ある日、私の中学校の恩師N先生に佐渡裕は佐渡先生の子供だと教えて頂きました。それで佐渡先生を
卒業アルバムで調べたら、私は教えて頂きませんでしたが数学の先生で、そのお顔には見覚えがありました。背が高くて穏やかでハンサムでカッコイイ先生です。仕事仲間にそのことを話したら佐渡裕の面白い本があり、感動するから読んでと薦められました。そんなご縁で出合った本です。読み始めると感動が伝わってきて感極まって泣けてきます。別に泣く所でもないのですが、一言にもその先にある優しさや豊さが迫ってくるのを予感して瞼があつくなりました。佐渡裕さんは京都の太秦で生まれました。お母様が声楽家を目指されていたそうで、息子さん二人に小さい時からピアノを教えたり、音感教育をされていたそうです。佐渡裕さんはよく京都会館へ演奏会を聴きに行かれました。
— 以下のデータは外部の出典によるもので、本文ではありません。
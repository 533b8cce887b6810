//! Application Insights exporter
//!
//! Converts finished spans to the ingestion ("Breeze") envelope format and
//! posts them to `{IngestionEndpoint}/v2.1/track`. Server and consumer spans
//! become requests; everything else becomes a dependency.

use crate::TelemetryError;
use chrono::{DateTime, SecondsFormat, Utc};
use futures::future::BoxFuture;
use opentelemetry::trace::{SpanId, SpanKind, Status, TraceError};
use opentelemetry_sdk::export::trace::{ExportResult, SpanData, SpanExporter};
use serde::Serialize;
use std::collections::BTreeMap;
use std::time::Duration;
use url::Url;

const EXPORT_TIMEOUT: Duration = Duration::from_secs(10);

/// Exporter posting spans to an Application Insights ingestion endpoint
#[derive(Debug, Clone)]
pub struct AppInsightsExporter {
    client: reqwest::Client,
    track_url: String,
    instrumentation_key: String,
    role_name: String,
}

impl AppInsightsExporter {
    pub fn new(
        instrumentation_key: String,
        ingestion_endpoint: &Url,
        role_name: String,
    ) -> Result<Self, TelemetryError> {
        let client = reqwest::Client::builder()
            .timeout(EXPORT_TIMEOUT)
            .build()
            .map_err(|e| TelemetryError::ExporterBuild {
                exporter: "appinsights",
                reason: e.to_string(),
            })?;

        Ok(Self {
            client,
            track_url: format!(
                "{}/v2.1/track",
                ingestion_endpoint.as_str().trim_end_matches('/')
            ),
            instrumentation_key,
            role_name,
        })
    }

    pub fn track_url(&self) -> &str {
        &self.track_url
    }

    fn envelope(&self, span: &SpanData) -> Envelope {
        let duration = span
            .end_time
            .duration_since(span.start_time)
            .unwrap_or_default();
        let success = !matches!(span.status, Status::Error { .. });
        let id = span.span_context.span_id().to_string();
        let name = span.name.to_string();
        let properties: BTreeMap<String, String> = span
            .attributes
            .iter()
            .map(|kv| (kv.key.as_str().to_string(), kv.value.to_string()))
            .collect();

        let mut tags = BTreeMap::new();
        tags.insert("ai.operation.id", span.span_context.trace_id().to_string());
        tags.insert("ai.operation.name", name.clone());
        tags.insert("ai.cloud.role", self.role_name.clone());
        if span.parent_span_id != SpanId::INVALID {
            tags.insert("ai.operation.parentId", span.parent_span_id.to_string());
        }

        let (envelope_name, data) = match span.span_kind {
            SpanKind::Server | SpanKind::Consumer => (
                "Microsoft.ApplicationInsights.Request",
                Data {
                    base_type: "RequestData",
                    base_data: BaseData::Request(RequestData {
                        ver: 2,
                        id,
                        name,
                        duration: format_duration(duration),
                        response_code: status_code(&properties, success),
                        success,
                        properties,
                    }),
                },
            ),
            SpanKind::Client | SpanKind::Producer | SpanKind::Internal => (
                "Microsoft.ApplicationInsights.RemoteDependency",
                Data {
                    base_type: "RemoteDependencyData",
                    base_data: BaseData::Dependency(RemoteDependencyData {
                        ver: 2,
                        id,
                        name,
                        duration: format_duration(duration),
                        result_code: status_code(&properties, success),
                        success,
                        kind: if span.span_kind == SpanKind::Internal {
                            "InProc"
                        } else {
                            "Http"
                        },
                        properties,
                    }),
                },
            ),
        };

        Envelope {
            name: envelope_name,
            time: DateTime::<Utc>::from(span.start_time)
                .to_rfc3339_opts(SecondsFormat::Micros, true),
            i_key: self.instrumentation_key.clone(),
            tags,
            data,
        }
    }
}

impl SpanExporter for AppInsightsExporter {
    fn export(&mut self, batch: Vec<SpanData>) -> BoxFuture<'static, ExportResult> {
        let envelopes: Vec<Envelope> = batch.iter().map(|span| self.envelope(span)).collect();
        let client = self.client.clone();
        let url = self.track_url.clone();

        Box::pin(async move {
            if envelopes.is_empty() {
                return Ok(());
            }

            let response = client
                .post(&url)
                .json(&envelopes)
                .send()
                .await
                .map_err(|e| TraceError::from(format!("Application Insights export failed: {}", e)))?;

            let status = response.status();
            if status.is_success() {
                Ok(())
            } else {
                Err(TraceError::from(format!(
                    "Application Insights rejected {} span(s) with status {}",
                    envelopes.len(),
                    status
                )))
            }
        })
    }
}

/// `d.hh:mm:ss.ffffff`
fn format_duration(duration: Duration) -> String {
    let total_secs = duration.as_secs();
    format!(
        "{}.{:02}:{:02}:{:02}.{:06}",
        total_secs / 86_400,
        (total_secs % 86_400) / 3_600,
        (total_secs % 3_600) / 60,
        total_secs % 60,
        duration.subsec_micros()
    )
}

fn status_code(properties: &BTreeMap<String, String>, success: bool) -> String {
    properties
        .get("http.response.status_code")
        .or_else(|| properties.get("http.status_code"))
        .cloned()
        .unwrap_or_else(|| if success { "0" } else { "1" }.to_string())
}

#[derive(Debug, Serialize)]
#[serde(rename_all = "camelCase")]
struct Envelope {
    name: &'static str,
    time: String,
    i_key: String,
    tags: BTreeMap<&'static str, String>,
    data: Data,
}

#[derive(Debug, Serialize)]
#[serde(rename_all = "camelCase")]
struct Data {
    base_type: &'static str,
    base_data: BaseData,
}

#[derive(Debug, Serialize)]
#[serde(untagged)]
enum BaseData {
    Request(RequestData),
    Dependency(RemoteDependencyData),
}

#[derive(Debug, Serialize)]
#[serde(rename_all = "camelCase")]
struct RequestData {
    ver: u8,
    id: String,
    name: String,
    duration: String,
    response_code: String,
    success: bool,
    properties: BTreeMap<String, String>,
}

#[derive(Debug, Serialize)]
#[serde(rename_all = "camelCase")]
struct RemoteDependencyData {
    ver: u8,
    id: String,
    name: String,
    duration: String,
    result_code: String,
    success: bool,
    #[serde(rename = "type")]
    kind: &'static str,
    properties: BTreeMap<String, String>,
}

#[cfg(test)]
mod tests {
    use super::*;
    use crate::testing::RecordingExporter;
    use crate::{AgentIdentity, ActiveTracer, AgentTracer};
    use opentelemetry::KeyValue;
    use opentelemetry::trace::TracerProvider as _;
    use opentelemetry_sdk::trace::TracerProvider;
    use serde_json::Value;

    /// Produce real span data for a server span with one internal child
    fn recorded_spans() -> Vec<SpanData> {
        let recorder = RecordingExporter::new();
        let provider = TracerProvider::builder()
            .with_simple_exporter(recorder.clone())
            .build();
        let tracer = ActiveTracer::new(
            provider.tracer("fxa"),
            AgentIdentity {
                agent_name: "fxa-currency-exchange-agent".to_string(),
                agent_id: "fxa-currency-exchange-agent".to_string(),
                provider_name: "fxa".to_string(),
            },
            true,
        );

        let root = tracer.start_span("agent.run", SpanKind::Server, None, vec![]);
        let child = tracer.start_span(
            "execute_tool get_exchange_rate",
            SpanKind::Internal,
            Some(&root),
            vec![KeyValue::new("fx.currency.base", "USD")],
        );
        child.record_error("timeout");
        child.end();
        root.end();

        recorder.spans()
    }

    fn exporter(endpoint: &str) -> AppInsightsExporter {
        AppInsightsExporter::new(
            "ikey-123".to_string(),
            &Url::parse(endpoint).unwrap(),
            "fxa-currency-exchange-agent".to_string(),
        )
        .unwrap()
    }

    #[test]
    fn test_format_duration() {
        assert_eq!(format_duration(Duration::from_millis(1_500)), "0.00:00:01.500000");
        assert_eq!(
            format_duration(Duration::from_secs(90_061) + Duration::from_micros(7)),
            "1.01:01:01.000007"
        );
    }

    #[test]
    fn test_track_url() {
        assert_eq!(
            exporter("https://westeurope-5.in.applicationinsights.azure.com/").track_url(),
            "https://westeurope-5.in.applicationinsights.azure.com/v2.1/track"
        );
    }

    #[test]
    fn test_envelope_mapping() {
        let spans = recorded_spans();
        let exporter = exporter("https://dc.services.visualstudio.com");

        let child: Value = serde_json::to_value(exporter.envelope(&spans[0])).unwrap();
        let root: Value = serde_json::to_value(exporter.envelope(&spans[1])).unwrap();

        assert_eq!(root["name"], "Microsoft.ApplicationInsights.Request");
        assert_eq!(root["iKey"], "ikey-123");
        assert_eq!(root["data"]["baseType"], "RequestData");
        assert_eq!(root["data"]["baseData"]["success"], true);
        assert!(root["tags"].get("ai.operation.parentId").is_none());

        assert_eq!(child["name"], "Microsoft.ApplicationInsights.RemoteDependency");
        assert_eq!(child["data"]["baseData"]["type"], "InProc");
        assert_eq!(child["data"]["baseData"]["success"], false);
        assert_eq!(child["data"]["baseData"]["properties"]["fx.currency.base"], "USD");
        assert_eq!(child["tags"]["ai.operation.id"], root["tags"]["ai.operation.id"]);
        assert_eq!(child["tags"]["ai.operation.parentId"], root["data"]["baseData"]["id"]);
        assert_eq!(child["tags"]["ai.cloud.role"], "fxa-currency-exchange-agent");
    }

    #[tokio::test]
    async fn test_export_posts_envelopes() {
        let mut server = mockito::Server::new_async().await;
        let mock = server
            .mock("POST", "/v2.1/track")
            .match_body(mockito::Matcher::Regex("ikey-123".to_string()))
            .with_status(200)
            .with_body(r#"{"itemsReceived":2,"itemsAccepted":2,"errors":[]}"#)
            .create_async()
            .await;

        let mut exporter = exporter(&server.url());
        let result = exporter.export(recorded_spans()).await;

        assert!(result.is_ok());
        mock.assert_async().await;
    }

    #[tokio::test]
    async fn test_export_rejection_is_error() {
        let mut server = mockito::Server::new_async().await;
        server
            .mock("POST", "/v2.1/track")
            .with_status(400)
            .create_async()
            .await;

        let mut exporter = exporter(&server.url());
        assert!(exporter.export(recorded_spans()).await.is_err());
    }
}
お家にもたくさんクラシックレコードがあったそうですが、小学校5年生の時にお年玉で初めてクラシックレコードを買われました。バーンスタイン指揮によるニューヨーク・フィルハーモニックが演奏するマーラーの《交響曲第一番巨人》でした。ジャケットには『音楽はすべてが創造です。それはあなた方の体験の中で、最も神秘的な、そして最も心を揺り動かすものの一つです。 レナード・バーンスタイン』と書かれていました。その時以来「先生と呼びたいのはバーンスタインと小澤征爾だけや」と思うようになったそうです。不思議なことにずっと後になってからですが、佐渡さんの才能を見つけ育てるのが本当にバーンスタインさんと小澤征爾さんでした。お二人の秘蔵っ子です。佐渡裕さんは子供の頃からクラシックに慣れ親しんではおられましたが、バーンスタインさんと小澤征爾さんに見つけられるまでは、指揮者の勉強を特別にされたわけでもないので、指揮者としてはエリートではなかったかもわかりません。でも音楽を体で感じておられたので音楽の超エリートだったと思います。クラシック演奏会にも良いときと悪い時があるそうです。クラシック演奏会は百のうち九十までは退屈で佐渡裕さんですら居眠りをしてしまうことがあるそうです。良い時は魂が震えて終わってもすぐに拍手が沸き起こらないで、会場から啜り泣きの声が聞こえてくるそうです。そんな感動的な演奏会は指揮者と演奏者、観客が一体となって作り上げるそうです。観客の期待や喜びが演奏者に通じて演奏者も気持ちよく演奏でき、指揮者もまた神がかりかと思うような指揮ができること、三拍子揃った時に素晴らしい演奏会が作り上げられるそうです。佐渡裕さんお薦めの曲は、人を愛したならマーラーの《交響曲第五番アダージェット》をバースタイン指揮で、これを聴いたら、自分の生命を懸けてでもその人を愛することになるだろうと書いてあります。落ち込んでいる時はチャイコフスキーの《交響曲第五番》カラヤン指揮で、聴いておそらく40分後には、自分に「フレーッ、フレーッ」とエールを送っているだろうと書いてあります。早速図書館で借りて聴いてみたいです。本の最後に「佐渡流『演奏会の楽しみ方』」が載っています。大まかなタイトルだけを挙げると

  1. 音楽を聴くだけが目的じゃない
  2. 客席に着く前に楽屋口を覗いてみる
  3. 指揮者や演奏家と接する機会を作る
  4. 指揮者が登場する瞬間を見逃すな
  5. 演奏中、退屈だと感じてしまったら
  6. 指揮者は指揮棒にこだわる?
  7. たまには楽屋に来いひんか? 

佐渡裕さん指揮の演奏会へ行ってみたくなりました。今日から早速へそくり開始です。